Author | |
Genre | humor / grotesque |
Form | epigram / limerick |
Date added | 2017-02-15 |
Linguistic correctness | |
Text quality | |
Views | 2146 |
No i nie udało się utrzymać tajemnicy! Jeden z portali satyrycznych
zamieścił moje zwycięskie satyry.
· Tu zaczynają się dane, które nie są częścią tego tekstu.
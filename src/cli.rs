use crate::config::loader::{AnalyzerConfig, IsolationMode};
use crate::config::types::ScriptboxError;
use crate::config::validator::check_system_capabilities;
use crate::intake;
use crate::observability::{audit, metrics::get_metrics};
use crate::pipeline::Orchestrator;
use crate::store::{AdminCapability, RecordStore, SqliteStore};
use anyhow::{Context, Result};
use clap::{Parser, Subcommand};
use std::path::{Path, PathBuf};
use std::sync::Arc;

/// Exit code for failures worth retrying later (EX_TEMPFAIL)
pub const EXIT_TEMPFAIL: i32 = 75;

#[derive(Parser)]
#[command(author, version, about, long_about = None)]
struct Cli {
    #[command(subcommand)]
    command: Commands,
}

#[derive(Subcommand)]
enum Commands {
    /// Analyze a Python or SQL script and store the report
    Analyze {
        /// User the upload belongs to
        #[arg(long)]
        user: String,
        /// Script to analyze (.py or .sql)
        #[arg(long)]
        file: PathBuf,
        /// JSON configuration file
        #[arg(long)]
        config: Option<PathBuf>,
        /// Record database path
        #[arg(long)]
        db: Option<PathBuf>,
        /// Wall clock limit in seconds
        #[arg(long)]
        wall_time: Option<f64>,
        /// Memory limit in MB
        #[arg(long)]
        memory_mb: Option<u64>,
        /// Output limit in KB
        #[arg(long)]
        output_kb: Option<u64>,
        /// Fall back to rlimit-only isolation when namespaces are unavailable
        #[arg(long)]
        permissive: bool,
    },
    /// Show a user's analysis history, oldest first
    History {
        #[arg(long)]
        user: String,
        #[arg(long)]
        config: Option<PathBuf>,
        #[arg(long)]
        db: Option<PathBuf>,
    },
    /// List every user's records (administrators only)
    AdminList {
        /// Name recorded in the audit trail (defaults to $USER)
        #[arg(long)]
        operator: Option<String>,
        #[arg(long)]
        config: Option<PathBuf>,
        #[arg(long)]
        db: Option<PathBuf>,
    },
    /// Check that interpreters and kernel features are available
    CheckDeps {
        /// Verbose output showing detailed version information
        #[arg(long)]
        verbose: bool,
        #[arg(long)]
        config: Option<PathBuf>,
    },
}

pub fn run() -> Result<()> {
    env_logger::init();

    if !cfg!(target_os = "linux") {
        eprintln!("Error: scriptbox requires Linux for its sandbox");
        std::process::exit(1);
    }

    let cli = Cli::parse();
    match cli.command {
        Commands::Analyze {
            user,
            file,
            config,
            db,
            wall_time,
            memory_mb,
            output_kb,
            permissive,
        } => {
            let mut config = load_config(config.as_deref(), db)?;
            apply_limit_overrides(&mut config, wall_time, memory_mb, output_kb)?;
            if permissive {
                config.isolation = IsolationMode::Permissive;
            }
            analyze(config, &user, &file)
        }
        Commands::History { user, config, db } => {
            let config = load_config(config.as_deref(), db)?;
            let store = open_store(&config)?;
            let records = store.history(&user)?;
            println!("{}", serde_json::to_string_pretty(&records)?);
            eprintln!("{} record(s) for {}", records.len(), user);
            Ok(())
        }
        Commands::AdminList {
            operator,
            config,
            db,
        } => {
            let config = load_config(config.as_deref(), db)?;
            let store = open_store(&config)?;
            let operator = operator
                .or_else(|| std::env::var("USER").ok())
                .unwrap_or_else(|| "admin".to_string());
            let records = store.all_records(&AdminCapability::grant(operator))?;
            println!("{}", serde_json::to_string_pretty(&records)?);
            eprintln!("{} record(s) in total", records.len());
            Ok(())
        }
        Commands::CheckDeps { verbose, config } => {
            let config = load_config(config.as_deref(), None)?;
            check_dependencies(&config, verbose)
        }
    }
}

/// Apply the per-run limit flags on top of the loaded configuration
fn apply_limit_overrides(
    config: &mut AnalyzerConfig,
    wall_time: Option<f64>,
    memory_mb: Option<u64>,
    output_kb: Option<u64>,
) -> Result<()> {
    if let Some(seconds) = wall_time {
        anyhow::ensure!(
            seconds.is_finite() && seconds > 0.0,
            "--wall-time must be a positive number of seconds"
        );
        config.max_wall_time_ms = (seconds * 1000.0).round() as u64;
    }
    if let Some(mb) = memory_mb {
        config.max_memory_bytes = mb
            .checked_mul(1024 * 1024)
            .with_context(|| format!("--memory-mb {} is too large", mb))?;
    }
    if let Some(kb) = output_kb {
        config.max_output_bytes = kb
            .checked_mul(1024)
            .with_context(|| format!("--output-kb {} is too large", kb))?;
    }
    Ok(())
}

fn load_config(path: Option<&Path>, db: Option<PathBuf>) -> Result<AnalyzerConfig> {
    let mut config = match path {
        Some(path) => AnalyzerConfig::load(path)?,
        None => AnalyzerConfig::default(),
    };
    if let Some(db) = db {
        config.database_path = db;
    }
    Ok(config)
}

fn open_store(config: &AnalyzerConfig) -> Result<SqliteStore> {
    SqliteStore::open(&config.database_path).with_context(|| {
        format!(
            "Failed to open record database {}",
            config.database_path.display()
        )
    })
}

fn analyze(config: AnalyzerConfig, user: &str, file: &Path) -> Result<()> {
    if let Some(audit_log) = &config.audit_log {
        audit::init_security_logger(audit_log.clone())?;
    }

    let upload = intake::accept_file(user, file, config.max_upload_bytes)?;
    let store: Arc<dyn RecordStore> = Arc::new(open_store(&config)?);
    let orchestrator = Orchestrator::from_config(config, store)?;

    match orchestrator.analyze_upload(&upload) {
        Ok(record) => {
            println!("{}", serde_json::to_string_pretty(&record)?);
            eprintln!("{}", record.summary());
            log::debug!(
                "Pipeline counters: {}",
                serde_json::to_string(&get_metrics().snapshot())?
            );
            Ok(())
        }
        Err(e) if e.is_retryable() || matches!(e, ScriptboxError::Cancelled) => {
            eprintln!("Error: {} (retry later)", e);
            std::process::exit(EXIT_TEMPFAIL);
        }
        Err(e) => Err(e.into()),
    }
}

fn check_dependencies(config: &AnalyzerConfig, verbose: bool) -> Result<()> {
    use std::process::Command;

    println!("🔍 Checking scriptbox dependencies...");
    println!();

    let mut all_ok = true;

    match Command::new(&config.python_interpreter).arg("--version").output() {
        Ok(output) if output.status.success() => {
            println!("✅ Python - OK");
            if verbose {
                let version = if output.stdout.is_empty() {
                    String::from_utf8_lossy(&output.stderr).into_owned()
                } else {
                    String::from_utf8_lossy(&output.stdout).into_owned()
                };
                println!(
                    "  {} -> {}",
                    config.python_interpreter.display(),
                    version.lines().next().unwrap_or("").trim()
                );
            }
        }
        _ => {
            all_ok = false;
            println!(
                "❌ Python - missing ({})",
                config.python_interpreter.display()
            );
        }
    }

    let runner = config.sql_runner_path();
    if runner.exists() {
        println!("✅ SQL runner - OK");
        if verbose {
            println!("  {}", runner.display());
        }
    } else {
        all_ok = false;
        println!("❌ SQL runner - missing ({})", runner.display());
    }

    let problems: Vec<String> = check_system_capabilities(config)
        .into_iter()
        .filter(|p| !p.starts_with("python interpreter") && !p.starts_with("sql runner"))
        .collect();
    if problems.is_empty() {
        println!("✅ Namespace isolation - OK");
    } else {
        let severity = if config.isolation == IsolationMode::Strict {
            all_ok = false;
            "❌"
        } else {
            "⚠️ "
        };
        for problem in &problems {
            println!("{} {}", severity, problem);
        }
    }

    println!();
    if all_ok {
        println!("All dependencies are available.");
        Ok(())
    } else {
        println!("Some dependencies are missing; analyses will fail with SandboxUnavailable.");
        std::process::exit(1);
    }
}

#[cfg(test)]
mod tests {
    use super::*;
    use clap::CommandFactory;

    #[test]
    fn cli_definition_is_consistent() {
        Cli::command().debug_assert();
    }

    #[test]
    fn analyze_flags_parse() {
        let cli = Cli::try_parse_from([
            "scriptbox",
            "analyze",
            "--user",
            "alice",
            "--file",
            "job.py",
            "--wall-time",
            "2.5",
            "--memory-mb",
            "128",
            "--permissive",
        ])
        .unwrap();
        match cli.command {
            Commands::Analyze {
                user,
                wall_time,
                memory_mb,
                permissive,
                ..
            } => {
                assert_eq!(user, "alice");
                assert_eq!(wall_time, Some(2.5));
                assert_eq!(memory_mb, Some(128));
                assert!(permissive);
            }
            _ => panic!("expected analyze"),
        }
    }

    #[test]
    fn db_flag_overrides_config() {
        let config = load_config(None, Some(PathBuf::from("/tmp/x.db"))).unwrap();
        assert_eq!(config.database_path, PathBuf::from("/tmp/x.db"));
    }

    #[test]
    fn oversized_limit_flags_are_rejected() {
        let mut config = AnalyzerConfig::default();
        apply_limit_overrides(&mut config, Some(1.5), Some(64), Some(8)).unwrap();
        assert_eq!(config.max_wall_time_ms, 1500);
        assert_eq!(config.max_memory_bytes, 64 * 1024 * 1024);
        assert_eq!(config.max_output_bytes, 8 * 1024);

        let err = apply_limit_overrides(&mut config, None, Some(u64::MAX), None).unwrap_err();
        assert!(err.to_string().contains("--memory-mb"));
        let err = apply_limit_overrides(&mut config, None, None, Some(u64::MAX / 2)).unwrap_err();
        assert!(err.to_string().contains("--output-kb"));
        assert_eq!(config.max_memory_bytes, 64 * 1024 * 1024);
        assert!(apply_limit_overrides(&mut config, Some(f64::NAN), None, None).is_err());
    }
}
Skoro inni mogą czytać, to
wy tym bardziej.
TADEUSZ HAFTANIUK KONKURS “POETYCKIE WALENTYNKI 2017″
I MIEJSCE
NOWATORSKIE SATYRY NA MIŁOŚCI SZCZEGÓLNE
***
To jest prawdziwy związek z miłości
rąbie ją bowiem co dzień od rana
Mnie to nie dziwi bo on to górnik
ona zaś czarna węglowa ściana
***
W ich związku ciągle nie ma potomstwa
chociaż się spuszcza co dzień w nią z rana
Mnie to nie dziwi wszak on to kopacz
ona zaś studnia ocembrowana
***
Głośno przeklina kiedy ją dyma
przez dwie godziny w lesie za górką
Mnie to nie dziwi on jest kierowcą
ona zaś dętką z maleńką dziurką
***
Często ją pruje aż wokół świszcze
niezwykłe to spółkowanie
Mnie to nie dziwi on jest żaglowcem
ona zaś falą na oceanie
***
Czuje spełnienie kiedy w niej kończy
ta piękna miłość trwała latami
Mnie to nie dziwi, ona jest szkołą
on maturzystą przed wakacjami
ratings: perfect / excellent
:-)))
ratings: perfect / excellent
Natomiast jedno mnie zaskakuje, co być może jest skutkiem zgubienia podczas przepisywania jakiegoś słowa w drugim wersie przedostatniej strofy: niezwykłe to spółkowanie. Wszystkie wersy mają po dziesięć zgłosek, a ten osiem. Można temu zapobiec, wstawiając te brakujące zgłoski: niezwykłe bowiem to spółkowanie.